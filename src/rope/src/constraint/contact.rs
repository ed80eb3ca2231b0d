use crate::collision::CollisionProvider;
use crate::node::Node;

// pushes slightly past the surface so a node does not sit on the boundary
const PUSH_OUT: f32 = 1.01;

/// Push one node out of every solid collider it overlaps.
///
/// Colliders are handled one after another in query order, each seeing the
/// position left by the previous one. Resolving the first contact can leave
/// the node inside a second collider; the next pass picks that up.
pub fn resolve_node(node: &mut Node, radius: f32, collision: &dyn CollisionProvider) {
	let colliders = match collision.overlap(node.get_pos(), radius) {
		Ok(colliders) => colliders,
		Err(_) => return,
	};
	for collider in colliders.into_iter().filter(|c| !c.is_trigger()) {
		let dp = node.get_pos() - collider.closest_point(node.get_pos());
		let l = dp.magnitude();
		if l > 0.0 && l < radius {
			node.add_pos(dp / l * ((radius - l) * PUSH_OUT));
		}
	}
}

#[cfg(not(debug_assertions))]
pub fn resolve_collisions(nodes: &mut [Node], radius: f32, collision: &dyn CollisionProvider) {
	use rayon::prelude::*;
	nodes
		.par_iter_mut()
		.for_each(|node| resolve_node(node, radius, collision));
}

#[cfg(debug_assertions)]
pub fn resolve_collisions(nodes: &mut [Node], radius: f32, collision: &dyn CollisionProvider) {
	nodes
		.iter_mut()
		.for_each(|node| resolve_node(node, radius, collision));
}
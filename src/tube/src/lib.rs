pub mod mesher;
pub mod render_model;
pub mod ring;
pub mod topology;

pub use protocol::V3;
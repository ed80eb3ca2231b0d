//! Query interface to the physics world.
//!
//! The solver only asks two questions: where does a moving sphere first
//! touch something, and what currently overlaps a sphere. Anything that
//! answers them (a real spatial index, [`ColliderSet`], or a test stub)
//! can drive the rope.

pub mod collider;

pub use collider::{ColliderSet, Shape, ShapeCollider};

use crate::error::QueryError;
use crate::V3;

#[derive(Clone, Copy, Debug, PartialEq)]
pub struct SweepHit {
	/// Contact point on the collider surface.
	pub point: V3,
	/// Surface normal at `point`, unit length, facing the sphere.
	pub normal: V3,
	/// Travel of the sphere center along the sweep direction.
	pub distance: f32,
}

pub type SweepResult = Result<Option<SweepHit>, QueryError>;
pub type Overlaps<'a> = Result<Vec<&'a dyn Collider>, QueryError>;

pub trait Collider: Sync {
	fn is_trigger(&self) -> bool;

	/// Closest point of the collider to `p`. Points inside a solid map to
	/// themselves.
	fn closest_point(&self, p: V3) -> V3;
}

pub trait CollisionProvider: Send + Sync {
	/// First surface touched by a sphere of `radius` moving from `origin`
	/// along unit `dir` for at most `max_dist`.
	fn sweep(&self, origin: V3, radius: f32, dir: V3, max_dist: f32) -> SweepResult;

	/// Colliders intersecting the sphere, in backend order.
	fn overlap(&self, point: V3, radius: f32) -> Overlaps<'_>;
}

/// Empty world.
#[derive(Clone, Copy, Debug, Default)]
pub struct NoCollision;

impl CollisionProvider for NoCollision {
	fn sweep(&self, _origin: V3, _radius: f32, _dir: V3, _max_dist: f32) -> SweepResult {
		Ok(None)
	}

	fn overlap(&self, _point: V3, _radius: f32) -> Overlaps<'_> {
		Ok(Vec::new())
	}
}
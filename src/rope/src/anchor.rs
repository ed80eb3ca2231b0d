use std::sync::{Arc, RwLock};

use crate::V3;

/// Mount point of the rope. Read once per relaxation iteration.
pub trait AnchorSource: Send + Sync {
	fn position(&self) -> V3;
}

impl AnchorSource for V3 {
	fn position(&self) -> V3 {
		*self
	}
}

/// Anchor the host can move while the simulation holds a clone.
#[derive(Clone, Debug, Default)]
pub struct SharedAnchor(Arc<RwLock<V3>>);

impl SharedAnchor {
	pub fn new(pos: V3) -> Self {
		Self(Arc::new(RwLock::new(pos)))
	}

	pub fn set(&self, pos: V3) {
		// a poisoned lock still holds a usable position
		let mut guard = self.0.write().unwrap_or_else(|e| e.into_inner());
		*guard = pos;
	}
}

impl AnchorSource for SharedAnchor {
	fn position(&self) -> V3 {
		*self.0.read().unwrap_or_else(|e| e.into_inner())
	}
}

#[cfg(test)]
mod test {
	use super::*;

	#[test]
	fn test_shared_anchor_moves_all_clones() {
		let a = SharedAnchor::new(V3::new(1., 2., 3.));
		let b = a.clone();
		assert_eq!(b.position(), V3::new(1., 2., 3.));
		a.set(V3::zeros());
		assert_eq!(b.position(), V3::zeros());
	}

	#[test]
	fn test_fixed_anchor() {
		let a = V3::new(0., 5., 0.);
		assert_eq!(AnchorSource::position(&a), a);
	}
}
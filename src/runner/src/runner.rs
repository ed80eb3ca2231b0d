use std::sync::mpsc::{channel, sync_channel, Sender};
use std::thread::JoinHandle;

use tracing::info;

use crate::error::{RunnerError, RunnerResult};
use protocol::pr_model::PrRope;
use protocol::sink::RenderSink;
use protocol::user_event::UpdateInfo;
use rope::controller_message::ControllerMessage;
use rope::error::RopeResult;
use rope::simulation::RopeSimulation;
use rope::time_manager::TimeManager;
use tube::mesher::TubeMesher;

// snapshots the simulation may run ahead of the mesher
pub const SNAPSHOT_BACKLOG: usize = 4;

/// A rope simulation on its own thread, with a second thread turning each
/// snapshot into a tube mesh for `sink`.
pub struct Runner<S> {
	controller: Sender<ControllerMessage>,
	simulation: JoinHandle<RopeResult<()>>,
	relay: JoinHandle<S>,
}

impl<S: RenderSink + Send + 'static> Runner<S> {
	pub fn spawn(simulation: RopeSimulation, time: TimeManager, sink: S) -> Self {
		let (controller, crx) = channel();
		let (tx, rx) = sync_channel::<PrRope>(SNAPSHOT_BACKLOG);
		let mut mesher = TubeMesher::new(simulation.config());
		let simulation = std::thread::spawn(move || {
			let mut simulation = simulation;
			simulation.run_thread(tx, crx, time)
		});
		let relay = std::thread::spawn(move || {
			let mut sink = sink;
			let mut frames = 0u64;
			while let Ok(rope) = rx.recv() {
				mesher.update_from(&rope);
				let info = UpdateInfo {
					frame: rope.frame,
					load: rope.load,
					node_len: rope.nodes.len(),
					max_stretch: rope.stretch,
				};
				if mesher.render(&mut sink, info) {
					frames += 1;
				}
			}
			info!(frames, "mesh relay stopped");
			sink
		});
		Self {
			controller,
			simulation,
			relay,
		}
	}

	/// A handle for steering the simulation from other threads.
	pub fn controller(&self) -> Sender<ControllerMessage> {
		self.controller.clone()
	}

	pub fn send(&self, msg: ControllerMessage) -> RunnerResult<()> {
		self.controller.send(msg).map_err(|_| RunnerError::Stopped)
	}

	/// Asks the simulation to quit, waits for both threads and returns the
	/// sink.
	pub fn stop(self) -> RunnerResult<S> {
		// already gone if it quit on its own
		let _ = self.controller.send(ControllerMessage::Quit);
		self.simulation
			.join()
			.map_err(|_| RunnerError::Panicked("simulation"))??;
		self.relay.join().map_err(|_| RunnerError::Panicked("relay"))
	}
}
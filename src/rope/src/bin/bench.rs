use std::time::Instant;

use rope::collision::{ColliderSet, Shape};
use rope::config::RopeConfig;
use rope::simulation::RopeSimulation;
use rope::V3;

fn main() -> Result<(), Box<dyn std::error::Error>> {
	let config = RopeConfig::default()
		.with_rope_length(20.0)
		.with_node_count(200)
		.with_constraint_iterations(12);
	let floor = ColliderSet::default()
		.with_shape(Shape::plane(V3::y(), V3::new(0., -12., 0.)))
		.with_shape(Shape::sphere(V3::new(0.5, -6., 0.), 1.0));
	let mut sim = RopeSimulation::new(config, V3::zeros())?.with_collision(floor);
	let dt = 0.02;
	let rframes = 500;
	let start = Instant::now();
	for i in 0..rframes {
		sim.set_anchor(V3::new((i as f32 * 0.05).sin(), 0., 0.));
		sim.tick(dt);
	}
	let time = rframes as f32 * dt;
	let duration = start.elapsed().as_secs_f32();
	eprintln!("{:.3}%", duration / time * 100.0);
	Ok(())
}
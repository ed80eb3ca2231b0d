pub mod anchor;
pub mod collision;
pub mod config;
pub mod constraint;
pub mod controller_message;
pub mod error;
pub mod node;
pub mod simulation;
pub mod time_manager;

pub use protocol::V3;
=-=-=
» **ACTIVITY**: Copy out every line from the data above that has "QueryError" in it.

» **RESPONSE FOR THIS EXERCISE**:
use crate::error::QueryError;
pub type SweepResult = Result<Option<SweepHit>, QueryError>;
pub type Overlaps<'a> = Result<Vec<&'a dyn Collider>, QueryError>;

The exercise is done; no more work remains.